The engine isn’t being powered by economic vitality so much as by basic economics, say realtors. Interest rates are low, buyers can get in the market with very little capital, and there’s that simple law of supply and demand. People who want houses have very few to choose from.
As of Thursday, there were only 137 single family homes on the market in South County. In Gilroy, there are only about 20 for sale that list for less than $600,000, the high-end of the “entry-level” housing market.
“Inventory is extremely low,” said Patty Filice, a broker associate with Intero Real Estate Service. “It’s a tight market and there’s a shortage of affordable housing all over South County.”
Prices are growing so sharply that even sellers sometimes find themselves priced out of the market.
Gilroy native Stacy Enos and her husband, Joe Del Razo, are about to close a $559,000 sale on the Fourth Street home they bought four years ago for $349,000. The family is moving to Oakdale for Del Razo’s job. Enos, who works at Chicago Title Co., said getting back into Gilroy would be a challenge.
“If we had to come back, it would be very difficult to buy a house here,” she said. “It’s surprising that the market has moved this quickly. It hasn’t stopped in four years. It just keeps growing and growing in value.”
Even so, Gilroy is the best buy in South County. In Morgan Hill, the median price for a new home exceeds $690,000.
This past summer, Richard Klauer, who works in technology in San Jose, looked for housing there and in Morgan Hill, but in August settled for a $500,000 house on Church Street in Gilroy. His newly built house was part of a program that allows teachers to buy houses at discounted prices and rates. Not enough teachers qualified for the program and his house landed on the open market.
“I wasn’t surprised at the price because I’m from the area, and it’s all relative,” he said. “I got lucky with my house. It was just really good timing.”
Klauer just refinanced. He has a $2,400 mortgage and has two renters to help pay it. He bought the house with a $15,000 down payment, traditionally a small buy-in, but in today’s world of 100 percent financing, a fortune.
“People don’t even have to have a savings account to buy a house, just decent credit and the ability to pay it back,” Jacobsen said. “It’s scary. What if someone gets sick or loses a job? It’s so easy to get in, it’s almost sinful.”
But realtors agree that there’s no reason to think anything will change in the near future.
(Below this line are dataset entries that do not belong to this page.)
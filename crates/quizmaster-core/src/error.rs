//! Registry error types.
//!
//! These errors represent recoverable failures of registry and record
//! operations. Defined here so the console layer can classify them and
//! render a message without string matching.

use thiserror::Error;

use crate::model::ParticipantId;

/// Errors that can occur when operating on the competition registry.
#[derive(Debug, Error)]
pub enum RegistryError {
    /// A caller-supplied argument is outside the operation's contract.
    #[error("invalid argument: {0}")]
    InvalidArgument(String),

    /// No participant exists with the given identifier.
    #[error("no participant found for id {0}")]
    IdNotFound(ParticipantId),

    /// No participant exists with the given name.
    #[error("no participant found for name '{0}'")]
    NameNotFound(String),

    /// An answer was recorded for a participant with no open attempt.
    #[error("participant {0} has no attempt in progress")]
    NoActiveAttempt(ParticipantId),
}

impl RegistryError {
    /// Shorthand constructor for `InvalidArgument`.
    pub fn invalid_argument(message: impl Into<String>) -> Self {
        RegistryError::InvalidArgument(message.into())
    }

    /// Returns `true` for lookup/removal misses, which the console layer
    /// reports and moves on from.
    pub fn is_not_found(&self) -> bool {
        matches!(
            self,
            RegistryError::IdNotFound(_) | RegistryError::NameNotFound(_)
        )
    }

    /// Returns `true` for contract violations by the calling collaborator,
    /// which should be surfaced rather than swallowed.
    pub fn is_contract_violation(&self) -> bool {
        matches!(
            self,
            RegistryError::InvalidArgument(_) | RegistryError::NoActiveAttempt(_)
        )
    }
}
//! quizmaster-console — Console implementations.
//!
//! Implements the core's `Console` trait twice: `StdConsole` talks to a real
//! terminal over stdin/stdout, and `MockConsole` replays a script so sessions
//! can run unattended in tests.

pub mod mock;
pub mod stdio;

pub use mock::MockConsole;
pub use stdio::StdConsole;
Interest rates are expected to rise next year, but not significantly, and there’s no anticipated surge of inventory.
“I don’t know what will happen in 2005,” Roberts said. “One countermanding factor is that rates could continue to go up, and that will squeeze out some buyers, but in the meantime, people will be looking to get in ahead of that increase. They don’t build enough houses in Gilroy and Morgan Hill so people will be forced to spend more money.”
And, Jacobsen said, banks will continue to make risky housing loans. One trend she finds particularly disturbing are loans made against rental properties.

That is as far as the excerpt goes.